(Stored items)

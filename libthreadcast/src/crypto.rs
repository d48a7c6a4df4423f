//! Encryption of credentials at rest
//!
//! Every access token, refresh token and signer private key is stored as
//! base64-encoded age ciphertext addressed to a single process-wide X25519
//! identity. The identity is read from the environment at startup.

use std::io::{Read, Write};
use std::iter;
use std::str::FromStr;

use age::secrecy::ExposeSecret as _;
use base64::{engine::general_purpose::STANDARD, Engine as _};
use secrecy::SecretString;
use zeroize::Zeroize;

use crate::config::secret_from_env;
use crate::error::{CredentialError, Result};

/// Symmetric-to-the-caller wrapper around an age identity
#[derive(Clone)]
pub struct TokenCipher {
    identity: age::x25519::Identity,
}

impl std::fmt::Debug for TokenCipher {
    fn fmt(&self, f: &mut std::fmt::Formatter<'_>) -> std::fmt::Result {
        f.debug_struct("TokenCipher")
            .field("recipient", &self.identity.to_public().to_string())
            .finish()
    }
}

impl TokenCipher {
    /// Parse an `AGE-SECRET-KEY-1...` identity
    pub fn from_secret(secret: &SecretString) -> Result<Self> {
        use secrecy::ExposeSecret;
        let identity = age::x25519::Identity::from_str(secret.expose_secret().trim())
            .map_err(|e| CredentialError::InvalidKey(e.to_string()))?;
        Ok(Self { identity })
    }

    /// Load the identity from the named environment variable
    pub fn from_env(var: &str) -> Result<Self> {
        let secret = secret_from_env(var).ok_or_else(|| CredentialError::KeyNotSet(var.to_string()))?;
        Self::from_secret(&secret)
    }

    /// Fresh random identity. Used by `tcast-creds keygen` and tests.
    pub fn generate() -> Self {
        Self {
            identity: age::x25519::Identity::generate(),
        }
    }

    /// The identity in its `AGE-SECRET-KEY-1...` form
    pub fn export_secret(&self) -> SecretString {
        SecretString::from(self.identity.to_string().expose_secret().clone())
    }

    pub fn encrypt(&self, plaintext: &str) -> Result<String> {
        let recipient: Box<dyn age::Recipient + Send> = Box::new(self.identity.to_public());
        let encryptor = age::Encryptor::with_recipients(vec![recipient])
            .ok_or_else(|| CredentialError::Encryption("no recipients".to_string()))?;

        let mut encrypted = vec![];
        let mut writer = encryptor
            .wrap_output(&mut encrypted)
            .map_err(|e| CredentialError::Encryption(e.to_string()))?;
        writer
            .write_all(plaintext.as_bytes())
            .map_err(|e| CredentialError::Encryption(e.to_string()))?;
        writer
            .finish()
            .map_err(|e| CredentialError::Encryption(e.to_string()))?;

        Ok(STANDARD.encode(encrypted))
    }

    /// Every failure mode (bad base64, wrong identity, truncated or tampered
    /// ciphertext, invalid UTF-8) is reported as `DecryptionFailed`.
    pub fn decrypt(&self, ciphertext: &str) -> Result<SecretString> {
        let data = STANDARD
            .decode(ciphertext.trim())
            .map_err(|_| CredentialError::DecryptionFailed)?;

        let decryptor = match age::Decryptor::new(&data[..]) {
            Ok(age::Decryptor::Recipients(d)) => d,
            _ => return Err(CredentialError::DecryptionFailed.into()),
        };

        let mut reader = decryptor
            .decrypt(iter::once(&self.identity as &dyn age::Identity))
            .map_err(|_| CredentialError::DecryptionFailed)?;

        let mut decrypted = vec![];
        if reader.read_to_end(&mut decrypted).is_err() {
            decrypted.zeroize();
            return Err(CredentialError::DecryptionFailed.into());
        }

        match String::from_utf8(decrypted) {
            Ok(plaintext) => Ok(SecretString::from(plaintext)),
            Err(e) => {
                e.into_bytes().zeroize();
                Err(CredentialError::DecryptionFailed.into())
            }
        }
    }

    /// Encrypt raw key bytes (signer private keys)
    pub fn encrypt_bytes(&self, bytes: &[u8]) -> Result<String> {
        let mut encoded = hex::encode(bytes);
        let result = self.encrypt(&encoded);
        encoded.zeroize();
        result
    }

    pub fn decrypt_bytes(&self, ciphertext: &str) -> Result<Vec<u8>> {
        use secrecy::ExposeSecret;
        let plaintext = self.decrypt(ciphertext)?;
        hex::decode(plaintext.expose_secret())
            .map_err(|_| CredentialError::DecryptionFailed.into())
    }
}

== EXERCISE ==
Determine how many lines in the data contain the string "match", and give the number only.

== EXPECTED ANSWER ==
2